→ GIVEN RECORDS
== == ==

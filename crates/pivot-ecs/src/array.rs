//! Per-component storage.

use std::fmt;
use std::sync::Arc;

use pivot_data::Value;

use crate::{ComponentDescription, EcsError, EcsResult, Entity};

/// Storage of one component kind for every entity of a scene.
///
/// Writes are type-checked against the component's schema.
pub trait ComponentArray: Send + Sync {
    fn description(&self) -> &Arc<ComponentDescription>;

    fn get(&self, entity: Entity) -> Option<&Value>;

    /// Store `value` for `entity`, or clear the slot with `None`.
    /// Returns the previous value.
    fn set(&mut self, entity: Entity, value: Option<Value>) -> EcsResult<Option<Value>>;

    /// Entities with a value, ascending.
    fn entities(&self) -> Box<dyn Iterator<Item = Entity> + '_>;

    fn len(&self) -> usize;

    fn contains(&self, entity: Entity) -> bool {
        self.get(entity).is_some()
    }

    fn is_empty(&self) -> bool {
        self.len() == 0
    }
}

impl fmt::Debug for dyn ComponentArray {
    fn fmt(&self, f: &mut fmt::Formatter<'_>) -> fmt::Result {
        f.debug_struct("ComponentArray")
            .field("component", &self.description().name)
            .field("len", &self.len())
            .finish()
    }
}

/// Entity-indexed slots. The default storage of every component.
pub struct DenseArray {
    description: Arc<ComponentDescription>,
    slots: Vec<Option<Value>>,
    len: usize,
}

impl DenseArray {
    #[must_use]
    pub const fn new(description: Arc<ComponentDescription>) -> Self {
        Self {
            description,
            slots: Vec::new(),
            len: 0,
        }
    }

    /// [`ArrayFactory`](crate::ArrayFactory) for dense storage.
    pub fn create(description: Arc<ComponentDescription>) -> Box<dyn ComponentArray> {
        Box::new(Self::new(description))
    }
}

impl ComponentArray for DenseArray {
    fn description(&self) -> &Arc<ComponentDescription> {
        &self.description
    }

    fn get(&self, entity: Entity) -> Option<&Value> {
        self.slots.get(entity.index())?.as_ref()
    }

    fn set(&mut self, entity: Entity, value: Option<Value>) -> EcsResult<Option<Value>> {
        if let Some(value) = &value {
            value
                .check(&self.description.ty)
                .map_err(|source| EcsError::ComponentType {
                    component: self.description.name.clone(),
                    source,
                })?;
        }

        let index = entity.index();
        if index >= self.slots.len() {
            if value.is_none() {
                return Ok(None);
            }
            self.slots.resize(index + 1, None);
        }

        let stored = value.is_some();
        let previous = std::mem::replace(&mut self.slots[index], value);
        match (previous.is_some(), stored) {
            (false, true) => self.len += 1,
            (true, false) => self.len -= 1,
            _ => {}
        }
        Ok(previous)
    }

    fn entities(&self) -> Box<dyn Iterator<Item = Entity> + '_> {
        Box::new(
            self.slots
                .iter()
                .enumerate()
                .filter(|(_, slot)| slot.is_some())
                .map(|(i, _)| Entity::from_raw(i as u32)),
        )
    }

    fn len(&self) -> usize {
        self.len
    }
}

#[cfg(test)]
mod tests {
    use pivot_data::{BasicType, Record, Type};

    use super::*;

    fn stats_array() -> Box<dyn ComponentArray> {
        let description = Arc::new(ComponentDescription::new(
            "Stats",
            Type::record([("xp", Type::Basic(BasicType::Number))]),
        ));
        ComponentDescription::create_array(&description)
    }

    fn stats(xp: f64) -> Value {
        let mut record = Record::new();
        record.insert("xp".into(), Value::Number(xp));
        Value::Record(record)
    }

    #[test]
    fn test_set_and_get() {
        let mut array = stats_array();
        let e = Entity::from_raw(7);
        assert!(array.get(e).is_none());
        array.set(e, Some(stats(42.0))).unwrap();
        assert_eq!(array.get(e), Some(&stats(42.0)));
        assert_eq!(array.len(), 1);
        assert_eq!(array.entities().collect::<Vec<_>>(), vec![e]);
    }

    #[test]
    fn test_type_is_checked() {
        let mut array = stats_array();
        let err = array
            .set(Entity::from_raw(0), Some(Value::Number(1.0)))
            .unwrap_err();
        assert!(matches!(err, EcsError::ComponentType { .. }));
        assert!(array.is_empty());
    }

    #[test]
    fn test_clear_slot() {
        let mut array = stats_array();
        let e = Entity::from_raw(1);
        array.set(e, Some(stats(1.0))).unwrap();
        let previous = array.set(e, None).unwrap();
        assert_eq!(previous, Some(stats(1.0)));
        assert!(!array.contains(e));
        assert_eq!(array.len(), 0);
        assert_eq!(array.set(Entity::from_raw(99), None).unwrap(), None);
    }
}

== == ==

→ WORK REQUEST
Write the entries out again verbatim, every one of them.

→ RESULT OF THE TASK
filename crates/pivot-ecs/src/array.rs
//! Per-component storage.

use std::fmt;
use std::sync::Arc;

use pivot_data::Value;

use crate::{ComponentDescription, EcsError, EcsResult, Entity};

/// Storage of one component kind for every entity of a scene.
///
/// Writes are type-checked against the component's schema.
pub trait ComponentArray: Send + Sync {
    fn description(&self) -> &Arc<ComponentDescription>;

    fn get(&self, entity: Entity) -> Option<&Value>;

    /// Store `value` for `entity`, or clear the slot with `None`.
    /// Returns the previous value.
    fn set(&mut self, entity: Entity, value: Option<Value>) -> EcsResult<Option<Value>>;

    /// Entities with a value, ascending.
    fn entities(&self) -> Box<dyn Iterator<Item = Entity> + '_>;

    fn len(&self) -> usize;

    fn contains(&self, entity: Entity) -> bool {
        self.get(entity).is_some()
    }

    fn is_empty(&self) -> bool {
        self.len() == 0
    }
}

impl fmt::Debug for dyn ComponentArray {
    fn fmt(&self, f: &mut fmt::Formatter<'_>) -> fmt::Result {
        f.debug_struct("ComponentArray")
            .field("component", &self.description().name)
            .field("len", &self.len())
            .finish()
    }
}

/// Entity-indexed slots. The default storage of every component.
pub struct DenseArray {
    description: Arc<ComponentDescription>,
    slots: Vec<Option<Value>>,
    len: usize,
}

impl DenseArray {
    #[must_use]
    pub const fn new(description: Arc<ComponentDescription>) -> Self {
        Self {
            description,
            slots: Vec::new(),
            len: 0,
        }
    }

    /// [`ArrayFactory`](crate::ArrayFactory) for dense storage.
    pub fn create(description: Arc<ComponentDescription>) -> Box<dyn ComponentArray> {
        Box::new(Self::new(description))
    }
}

impl ComponentArray for DenseArray {
    fn description(&self) -> &Arc<ComponentDescription> {
        &self.description
    }

    fn get(&self, entity: Entity) -> Option<&Value> {
        self.slots.get(entity.index())?.as_ref()
    }

    fn set(&mut self, entity: Entity, value: Option<Value>) -> EcsResult<Option<Value>> {
        if let Some(value) = &value {
            value
                .check(&self.description.ty)
                .map_err(|source| EcsError::ComponentType {
                    component: self.description.name.clone(),
                    source,
                })?;
        }

        let index = entity.index();
        if index >= self.slots.len() {
            if value.is_none() {
                return Ok(None);
            }
            self.slots.resize(index + 1, None);
        }

        let stored = value.is_some();
        let previous = std::mem::replace(&mut self.slots[index], value);
        match (previous.is_some(), stored) {
            (false, true) => self.len += 1,
            (true, false) => self.len -= 1,
            _ => {}
        }
        Ok(previous)
    }

    fn entities(&self) -> Box<dyn Iterator<Item = Entity> + '_> {
        Box::new(
            self.slots
                .iter()
                .enumerate()
                .filter(|(_, slot)| slot.is_some())
                .map(|(i, _)| Entity::from_raw(i as u32)),
        )
    }

    fn len(&self) -> usize {
        self.len
    }
}

#[cfg(test)]
mod tests {
    use pivot_data::{BasicType, Record, Type};

    use super::*;

    fn stats_array() -> Box<dyn ComponentArray> {
        let description = Arc::new(ComponentDescription::new(
            "Stats",
            Type::record([("xp", Type::Basic(BasicType::Number))]),
        ));
        ComponentDescription::create_array(&description)
    }

    fn stats(xp: f64) -> Value {
        let mut record = Record::new();
        record.insert("xp".into(), Value::Number(xp));
        Value::Record(record)
    }

    #[test]
    fn test_set_and_get() {
        let mut array = stats_array();
        let e = Entity::from_raw(7);
        assert!(array.get(e).is_none());
        array.set(e, Some(stats(42.0))).unwrap();
        assert_eq!(array.get(e), Some(&stats(42.0)));
        assert_eq!(array.len(), 1);
        assert_eq!(array.entities().collect::<Vec<_>>(), vec![e]);
    }

    #[test]
    fn test_type_is_checked() {
        let mut array = stats_array();
        let err = array
            .set(Entity::from_raw(0), Some(Value::Number(1.0)))
            .unwrap_err();
        assert!(matches!(err, EcsError::ComponentType { .. }));
        assert!(array.is_empty());
    }

    #[test]
    fn test_clear_slot() {
        let mut array = stats_array();
        let e = Entity::from_raw(1);
        array.set(e, Some(stats(1.0))).unwrap();
        let previous = array.set(e, None).unwrap();
        assert_eq!(previous, Some(stats(1.0)));
        assert!(!array.contains(e));
        assert_eq!(array.len(), 0);
        assert_eq!(array.set(Entity::from_raw(99), None).unwrap(), None);
    }
}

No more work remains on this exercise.